- EXERCISE AIM:
Which lines in the data below contain the word "path"? Pull each of them out.

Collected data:
//! Shared utilities for mcpscout.
//!
//! This crate provides common utilities used across the mcpscout workspace:
//! - Logging setup with tracing
//! - Home directory and user tool path helpers
//! - RAII-based timing for probe measurement

pub mod log;
pub mod path;
pub mod timing;

pub use timing::TimingGuard;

- TASK OUTPUT:
//! - Home directory and user tool path helpers
pub mod path;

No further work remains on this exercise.